So last week I introduced my son to Dungeons and Dragons.  We started out with something simple: I explained to him that we would make him a character, and we would talk our way through a story where his character got to be the hero.  I gave him the option of either a warrior, wizard, or thief, and he immediately chose the thief.  We talked about the thief’s abilities to sneak around, move silently, pick locks, etc., and had to come up with a name.

If you haven’t already guessed, the name he selected was Kirby Shadowsack.

We haven’t gotten into any dice chucking yet, and that’s been tricky.  Usually, when someone wants to do something outlandish, the DM can set a fairly high standard for the dice and make them roll it.  If they roll and fail (which they likely will), then they simply couldn’t do it; if they roll and win, then it’s an epic win and they have a memorable moment.

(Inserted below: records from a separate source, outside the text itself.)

//! Configuration management
//!
//! Settings live in `ledger.json` inside the ledger directory:
//! ```json
//! {
//!   "database": "ledger.duckdb",
//!   "poolSize": 4,
//!   "transfer": { "maxAttempts": 5, "timeoutMs": 5000 },
//!   "logging": { "level": "info", "json": false }
//! }
//! ```
//! Every key is optional. Keys this crate does not manage survive `save`.

use std::collections::HashMap;
use std::path::{Path, PathBuf};
use std::str::FromStr;
use std::time::Duration;

use anyhow::{anyhow, Context, Result};
use serde::{Deserialize, Serialize};

use crate::adapters::duckdb::DEFAULT_POOL_SIZE;
use crate::services::transfer::{TransferPolicy, DEFAULT_MAX_ATTEMPTS, DEFAULT_TIMEOUT};

pub const SETTINGS_FILE: &str = "ledger.json";
pub const DEFAULT_DATABASE: &str = "ledger.duckdb";

/// Raw ledger.json structure
#[derive(Debug, Clone, Default, Serialize, Deserialize)]
#[serde(rename_all = "camelCase")]
struct SettingsFile {
    #[serde(default, skip_serializing_if = "Option::is_none")]
    database: Option<String>,
    #[serde(default, skip_serializing_if = "Option::is_none")]
    pool_size: Option<usize>,
    #[serde(default)]
    transfer: TransferSettings,
    #[serde(default)]
    logging: LoggingSettings,
    #[serde(flatten)]
    other: HashMap<String, serde_json::Value>,
}

#[derive(Debug, Clone, Default, Serialize, Deserialize)]
#[serde(rename_all = "camelCase")]
struct TransferSettings {
    #[serde(default, skip_serializing_if = "Option::is_none")]
    max_attempts: Option<u32>,
    #[serde(default, skip_serializing_if = "Option::is_none")]
    timeout_ms: Option<u64>,
    #[serde(flatten)]
    other: HashMap<String, serde_json::Value>,
}

#[derive(Debug, Clone, Default, Serialize, Deserialize)]
#[serde(rename_all = "camelCase")]
struct LoggingSettings {
    #[serde(default, skip_serializing_if = "Option::is_none")]
    level: Option<String>,
    #[serde(default, skip_serializing_if = "Option::is_none")]
    json: Option<bool>,
    #[serde(flatten)]
    other: HashMap<String, serde_json::Value>,
}

/// Ledger configuration (resolved view of settings plus environment)
#[derive(Debug, Clone)]
pub struct Config {
    /// Database file name, relative to the ledger directory unless absolute
    pub database: String,
    pub pool_size: usize,
    pub max_attempts: u32,
    /// Transfer timeout in milliseconds, 0 disables
    pub timeout_ms: u64,
    pub log_level: String,
    pub log_json: bool,
}

impl Default for Config {
    fn default() -> Self {
        Self {
            database: DEFAULT_DATABASE.to_string(),
            pool_size: DEFAULT_POOL_SIZE,
            max_attempts: DEFAULT_MAX_ATTEMPTS,
            timeout_ms: DEFAULT_TIMEOUT.as_millis() as u64,
            log_level: "info".to_string(),
            log_json: false,
        }
    }
}

impl Config {
    /// Load config from the ledger directory, applying `LEDGER_*` overrides
    pub fn load(ledger_dir: &Path) -> Result<Self> {
        Self::load_with_env(ledger_dir, |key| std::env::var(key).ok())
    }

    /// Load config with an explicit environment lookup
    pub fn load_with_env<F>(ledger_dir: &Path, env: F) -> Result<Self>
    where
        F: Fn(&str) -> Option<String>,
    {
        let raw = read_settings(ledger_dir)?;
        let defaults = Self::default();

        let mut config = Self {
            database: raw.database.unwrap_or(defaults.database),
            pool_size: raw.pool_size.unwrap_or(defaults.pool_size),
            max_attempts: raw.transfer.max_attempts.unwrap_or(defaults.max_attempts),
            timeout_ms: raw.transfer.timeout_ms.unwrap_or(defaults.timeout_ms),
            log_level: raw.logging.level.unwrap_or(defaults.log_level),
            log_json: raw.logging.json.unwrap_or(defaults.log_json),
        };

        if let Some(database) = env("LEDGER_DATABASE").filter(|v| !v.is_empty()) {
            config.database = database;
        }
        if let Some(pool_size) = parse_env(&env, "LEDGER_POOL_SIZE")? {
            config.pool_size = pool_size;
        }
        if let Some(max_attempts) = parse_env(&env, "LEDGER_MAX_ATTEMPTS")? {
            config.max_attempts = max_attempts;
        }
        if let Some(timeout_ms) = parse_env(&env, "LEDGER_TIMEOUT_MS")? {
            config.timeout_ms = timeout_ms;
        }
        config.log_json = match env("LEDGER_LOG_JSON").as_deref() {
            Some("true" | "1" | "yes" | "TRUE" | "YES") => true,
            Some("false" | "0" | "no" | "FALSE" | "NO") => false,
            _ => config.log_json,
        };

        config.validate()?;
        Ok(config)
    }

    fn validate(&self) -> Result<()> {
        if self.database.trim().is_empty() {
            return Err(anyhow!("database must not be empty"));
        }
        if self.pool_size == 0 {
            return Err(anyhow!("poolSize must be at least 1"));
        }
        if self.max_attempts == 0 {
            return Err(anyhow!("transfer.maxAttempts must be at least 1"));
        }
        Ok(())
    }

    /// Save config to the ledger directory
    /// Preserves other settings that this crate doesn't manage
    pub fn save(&self, ledger_dir: &Path) -> Result<()> {
        let mut settings = read_settings(ledger_dir)?;

        settings.database = Some(self.database.clone());
        settings.pool_size = Some(self.pool_size);
        settings.transfer.max_attempts = Some(self.max_attempts);
        settings.transfer.timeout_ms = Some(self.timeout_ms);
        settings.logging.level = Some(self.log_level.clone());
        settings.logging.json = Some(self.log_json);

        let settings_path = ledger_dir.join(SETTINGS_FILE);
        let content = serde_json::to_string_pretty(&settings)?;
        std::fs::write(&settings_path, content)
            .with_context(|| format!("Failed to write {}", settings_path.display()))?;
        Ok(())
    }

    /// Location of the database file
    pub fn db_path(&self, ledger_dir: &Path) -> PathBuf {
        let database = Path::new(&self.database);
        if database.is_absolute() {
            database.to_path_buf()
        } else {
            ledger_dir.join(database)
        }
    }

    pub fn transfer_policy(&self) -> TransferPolicy {
        TransferPolicy {
            max_attempts: self.max_attempts,
            timeout: (self.timeout_ms > 0).then(|| Duration::from_millis(self.timeout_ms)),
        }
    }
}

fn read_settings(ledger_dir: &Path) -> Result<SettingsFile> {
    let settings_path = ledger_dir.join(SETTINGS_FILE);
    if !settings_path.exists() {
        return Ok(SettingsFile::default());
    }
    let content = std::fs::read_to_string(&settings_path)
        .with_context(|| format!("Failed to read {}", settings_path.display()))?;
    serde_json::from_str(&content)
        .with_context(|| format!("Malformed settings in {}", settings_path.display()))
}

fn parse_env<T, F>(env: &F, key: &str) -> Result<Option<T>>
where
    T: FromStr,
    F: Fn(&str) -> Option<String>,
{
    match env(key).filter(|v| !v.trim().is_empty()) {
        Some(value) => value
            .trim()
            .parse()
            .map(Some)
            .map_err(|_| anyhow!("Invalid value for {}: {:?}", key, value)),
        None => Ok(None),
    }
}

Instead, I’ve just allowed his character to succeed with anything that he wants to do.  This has made the DMing experience very interesting for me because I haven’t been able to place any constraints on the game through dice rolls.  It’s been great for him, though, as his imagination has been able to run free during this first experience.

After we worked out the things that Kirby would need (clothes, a bag, etc), the adventure started.

We began in a Tavern.  I had initially planned to give him the cliched quest of cleaning vermin out of the barmaid’s basement, but I never got to it.  The moment he entered the tavern he started sneaking around.  After a short discussion as to why it might not be a good idea to try stealing everything from everyone in the tavern, he decided to sneak over to the table of goblins.  Just before he was going to pick everything from their pockets, he overheard their plot to attack the leader of the Thieves’ Guild that evening.  From that point, it was on like Donkey Kong.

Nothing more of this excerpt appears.